- **INSTRUCTIONS FOR THE TASK**:
Scan the entries for the word "Result" and report how many lines contain it, as a number with no other words.

=== Begin Enclosure ===

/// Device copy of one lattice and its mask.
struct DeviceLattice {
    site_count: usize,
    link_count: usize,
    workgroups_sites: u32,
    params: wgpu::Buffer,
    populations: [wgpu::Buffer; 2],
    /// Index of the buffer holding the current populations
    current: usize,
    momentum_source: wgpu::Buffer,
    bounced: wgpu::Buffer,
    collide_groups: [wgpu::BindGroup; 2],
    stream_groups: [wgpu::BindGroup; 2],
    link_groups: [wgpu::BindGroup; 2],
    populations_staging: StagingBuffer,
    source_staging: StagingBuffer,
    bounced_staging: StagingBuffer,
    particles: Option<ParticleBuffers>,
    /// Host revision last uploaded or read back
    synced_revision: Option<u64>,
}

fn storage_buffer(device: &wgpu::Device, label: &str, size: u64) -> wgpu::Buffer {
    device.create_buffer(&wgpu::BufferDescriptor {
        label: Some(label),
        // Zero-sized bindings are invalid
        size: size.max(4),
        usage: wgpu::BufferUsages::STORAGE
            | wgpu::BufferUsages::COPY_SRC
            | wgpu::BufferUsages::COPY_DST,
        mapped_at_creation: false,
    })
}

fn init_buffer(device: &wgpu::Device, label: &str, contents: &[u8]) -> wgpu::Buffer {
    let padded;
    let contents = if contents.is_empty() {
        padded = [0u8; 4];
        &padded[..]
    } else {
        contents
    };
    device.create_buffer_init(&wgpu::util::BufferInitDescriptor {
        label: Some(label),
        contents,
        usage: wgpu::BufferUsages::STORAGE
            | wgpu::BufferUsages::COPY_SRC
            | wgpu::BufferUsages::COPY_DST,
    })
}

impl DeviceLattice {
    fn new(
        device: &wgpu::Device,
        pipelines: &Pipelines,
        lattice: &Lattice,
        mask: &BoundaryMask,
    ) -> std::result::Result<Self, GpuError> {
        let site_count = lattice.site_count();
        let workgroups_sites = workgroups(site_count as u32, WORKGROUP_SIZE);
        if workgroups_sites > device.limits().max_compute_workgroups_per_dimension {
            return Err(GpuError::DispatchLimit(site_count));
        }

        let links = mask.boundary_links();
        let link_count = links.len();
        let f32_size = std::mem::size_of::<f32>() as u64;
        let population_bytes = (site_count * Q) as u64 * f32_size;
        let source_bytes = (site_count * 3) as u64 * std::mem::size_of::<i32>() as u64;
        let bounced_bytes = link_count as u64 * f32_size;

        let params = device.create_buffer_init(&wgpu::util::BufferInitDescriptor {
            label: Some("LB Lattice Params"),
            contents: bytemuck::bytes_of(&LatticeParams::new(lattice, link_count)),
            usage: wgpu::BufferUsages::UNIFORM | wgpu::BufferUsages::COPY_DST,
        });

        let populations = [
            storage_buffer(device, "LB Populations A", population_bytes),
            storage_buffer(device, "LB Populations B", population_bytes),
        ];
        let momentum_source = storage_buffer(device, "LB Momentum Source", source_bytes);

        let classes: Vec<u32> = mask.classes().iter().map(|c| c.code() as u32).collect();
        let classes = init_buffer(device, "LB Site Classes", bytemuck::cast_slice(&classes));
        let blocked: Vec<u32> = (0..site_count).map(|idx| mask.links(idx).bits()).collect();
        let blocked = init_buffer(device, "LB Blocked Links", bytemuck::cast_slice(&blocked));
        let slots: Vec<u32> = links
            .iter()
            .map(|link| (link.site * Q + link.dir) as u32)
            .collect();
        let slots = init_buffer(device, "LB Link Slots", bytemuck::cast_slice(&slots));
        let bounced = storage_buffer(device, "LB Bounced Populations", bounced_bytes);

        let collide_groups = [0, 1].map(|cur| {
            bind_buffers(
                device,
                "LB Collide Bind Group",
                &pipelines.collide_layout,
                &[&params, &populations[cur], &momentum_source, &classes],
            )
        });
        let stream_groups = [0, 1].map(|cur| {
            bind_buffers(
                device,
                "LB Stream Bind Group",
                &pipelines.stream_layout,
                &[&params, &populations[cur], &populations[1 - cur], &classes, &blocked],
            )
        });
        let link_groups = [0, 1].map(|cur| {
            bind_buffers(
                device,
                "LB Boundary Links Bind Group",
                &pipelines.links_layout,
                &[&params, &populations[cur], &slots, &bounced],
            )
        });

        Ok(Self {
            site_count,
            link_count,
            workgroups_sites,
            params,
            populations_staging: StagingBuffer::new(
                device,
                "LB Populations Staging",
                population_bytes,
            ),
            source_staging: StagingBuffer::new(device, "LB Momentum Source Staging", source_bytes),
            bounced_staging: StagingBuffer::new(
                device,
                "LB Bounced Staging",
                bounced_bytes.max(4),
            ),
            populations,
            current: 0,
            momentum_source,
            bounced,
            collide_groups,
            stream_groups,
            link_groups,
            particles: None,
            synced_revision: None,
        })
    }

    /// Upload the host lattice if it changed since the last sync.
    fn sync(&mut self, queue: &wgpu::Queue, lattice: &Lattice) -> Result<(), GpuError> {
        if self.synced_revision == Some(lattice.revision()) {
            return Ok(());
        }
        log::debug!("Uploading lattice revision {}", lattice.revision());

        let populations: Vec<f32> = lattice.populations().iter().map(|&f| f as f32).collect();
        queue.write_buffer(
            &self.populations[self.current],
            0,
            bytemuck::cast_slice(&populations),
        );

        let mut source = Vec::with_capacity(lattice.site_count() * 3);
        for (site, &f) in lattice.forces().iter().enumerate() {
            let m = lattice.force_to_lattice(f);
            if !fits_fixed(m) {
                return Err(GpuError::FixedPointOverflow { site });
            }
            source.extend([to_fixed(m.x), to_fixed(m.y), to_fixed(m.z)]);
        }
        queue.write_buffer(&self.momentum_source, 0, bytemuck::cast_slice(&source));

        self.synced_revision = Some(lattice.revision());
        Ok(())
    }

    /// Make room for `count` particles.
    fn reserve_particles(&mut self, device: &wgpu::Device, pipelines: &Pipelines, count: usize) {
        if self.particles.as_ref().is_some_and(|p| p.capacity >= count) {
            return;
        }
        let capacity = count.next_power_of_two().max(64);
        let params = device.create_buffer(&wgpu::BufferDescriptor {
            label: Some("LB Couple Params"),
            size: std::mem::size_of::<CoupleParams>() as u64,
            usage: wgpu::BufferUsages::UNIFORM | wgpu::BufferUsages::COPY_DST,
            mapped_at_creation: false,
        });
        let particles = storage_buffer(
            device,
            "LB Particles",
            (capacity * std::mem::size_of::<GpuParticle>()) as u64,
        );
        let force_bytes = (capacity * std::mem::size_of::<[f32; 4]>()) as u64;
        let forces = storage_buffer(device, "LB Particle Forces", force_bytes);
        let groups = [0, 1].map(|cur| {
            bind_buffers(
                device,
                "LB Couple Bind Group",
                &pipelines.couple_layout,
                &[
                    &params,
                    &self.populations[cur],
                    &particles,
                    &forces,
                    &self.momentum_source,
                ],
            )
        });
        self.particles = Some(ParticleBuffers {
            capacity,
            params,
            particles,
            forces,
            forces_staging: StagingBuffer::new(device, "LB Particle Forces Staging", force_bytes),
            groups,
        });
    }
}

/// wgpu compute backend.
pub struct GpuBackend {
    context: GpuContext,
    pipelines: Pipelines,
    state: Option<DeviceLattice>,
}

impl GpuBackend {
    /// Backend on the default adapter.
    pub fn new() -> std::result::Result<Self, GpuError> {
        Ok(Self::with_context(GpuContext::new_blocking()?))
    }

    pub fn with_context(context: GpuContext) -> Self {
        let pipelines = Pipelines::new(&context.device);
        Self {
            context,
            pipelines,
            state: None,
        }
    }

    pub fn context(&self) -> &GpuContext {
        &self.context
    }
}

=== End Enclosure ===

- **RESPONSE BELOW**:
3